• J. Gastrointest. Surg. · Jul 2002

    Randomized Controlled Trial Clinical Trial

    Long-term efficacy of total (Nissen-Rossetti) and posterior partial (Toupet) fundoplication: results of a randomized clinical trial.

    • Cecilia Hagedorn, Hans Lönroth, Lars Rydberg, Magnus Ruth, and Lars Lundell.
    • Department of Surgery, Sahlgrenska University Hospital, S-413 45 Gothenburg, Sweden. cecilia.hagedorn@vgregion.se
    • J. Gastrointest. Surg. 2002 Jul 1; 6 (4): 540-5.

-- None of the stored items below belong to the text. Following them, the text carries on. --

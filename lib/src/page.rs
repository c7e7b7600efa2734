use std::sync::Arc;

use crate::compose::{PartialComposer, SnippetHost};
use crate::error::{Chainable, Result};
use crate::fetch::Fetch;
use crate::fragment::FragmentStore;
use crate::markup::Document;
use crate::nav::{NavActivator, PageId};

/// Runs the page-load flow: partials are fetched and injected, then
/// navigation is activated for the page's location.
#[derive(Debug, Clone)]
pub struct Assembler {
    pub composer: PartialComposer,
    pub nav: NavActivator,
    pub partials: Arc<str>,
}

impl Default for Assembler {
    fn default() -> Self {
        Assembler {
            composer: PartialComposer::default(),
            nav: NavActivator::default(),
            partials: "partials.html".into(),
        }
    }
}

impl Assembler {
    pub fn new() -> Self {
        Assembler::default()
    }

    pub fn composer(mut self, composer: PartialComposer) -> Self {
        self.composer = composer;
        self
    }

    pub fn nav(mut self, nav: NavActivator) -> Self {
        self.nav = nav;
        self
    }

    pub fn partials(mut self, target: impl Into<Arc<str>>) -> Self {
        self.partials = target.into();
        self
    }

    /// Fetches and parses the partials document.
    ///
    /// A failure status is only logged: whatever body came back is parsed
    /// like any other, usually yielding an empty store.
    pub async fn fetch_store<F: Fetch>(&self, fetcher: &F) -> Result<FragmentStore> {
        let target = &*self.partials;
        let response = fetcher.fetch(target).await
            .chain_with(|| error!("failed to fetch partials", "target" => target))?;

        if !response.is_success() {
            tracing::warn!(partials = target, status = response.status, "partials request failed");
        }

        Ok(FragmentStore::parse(response.body.as_bytes()))
    }

    /// Composes `document` from `store` and activates its navigation.
    pub fn assemble_with<H>(
        &self,
        store: &FragmentStore,
        document: &mut Document,
        location: &str,
        host: &mut H,
    ) -> PageId
        where H: SnippetHost + ?Sized
    {
        self.composer.compose(store, document, host);
        self.nav.activate(document, location)
    }

    /// Fetches the partials and assembles `document` with them.
    ///
    /// If the partials can't be fetched at all, the failure is logged and the
    /// page is left as is, mount points included; `None` is returned.
    pub async fn assemble<F, H>(
        &self,
        fetcher: &F,
        document: &mut Document,
        location: &str,
        host: &mut H,
    ) -> Option<PageId>
        where F: Fetch, H: SnippetHost + ?Sized
    {
        match self.fetch_store(fetcher).await {
            Ok(store) => Some(self.assemble_with(&store, document, location, host)),
            Err(e) => {
                tracing::warn!("page left unassembled:\n{e}");
                None
            }
        }
    }
}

    AbstractThe efficacy of fundoplication operations in the long-term management of gastroesophageal reflux disease (GERD) has been documented. However, only a few prospective controlled series support the long-term (>10 years) efficacy of these procedures, and further data are required to also determine whether the type of fundoplication affects the frequency of postfundoplication complaints. The aim of this study was to conduct a randomized, controlled clinical trial to assess the long-term symptomatic outcome of a partial posterior fundoplication as compared to a total fundic wrap. During the years 1983 to 1991, a total of 137 patients with chronic gastroesophageal reflux disease were enrolled in the study; 72 were randomized to semifundoplication (Toupet) and 65 to total fundoplication (Nissen-Rossetti). A standardized symptom questionnaire was used for follow-up of these patients. A total of 110 patients completed a median follow-up of 11.5 years; 54 had a total wrap and 56 underwent a partial posterior fundoplication. During this period, seven patients required reoperation (Nissen-Rossetti in 5 and Toupet in 2), 11 patients died, and nine patients were lost to follow-up or did not comply with the follow-up program. Control of heartburn (no symptoms or mild, intermittent symptoms) was achieved in 88% and 92% in the total and partial fundoplication groups, respectively, and the corresponding figures for control of acid regurgitation were 90% and 94%. We observed no difference in dysphagia scoring between the two groups, although odynophagia was somewhat more frequently reported in those undergoing a total fundoplication. On the other hand, a significant difference was observed in the prevalence of rectal flatus and postprandial fullness, which were recorded significantly more often in those undergoing a total fundoplication (P < 0.001 and P < 0.03, respectively). Posterior partial fundoplication seems to maintain the same high level of reflux control as total fundoplication. Earlier observations demonstrating the advantages of a partial fundoplication, which included fewer complaints associated with gas-bloat, continue to be valid after more than 10 years of follow-up.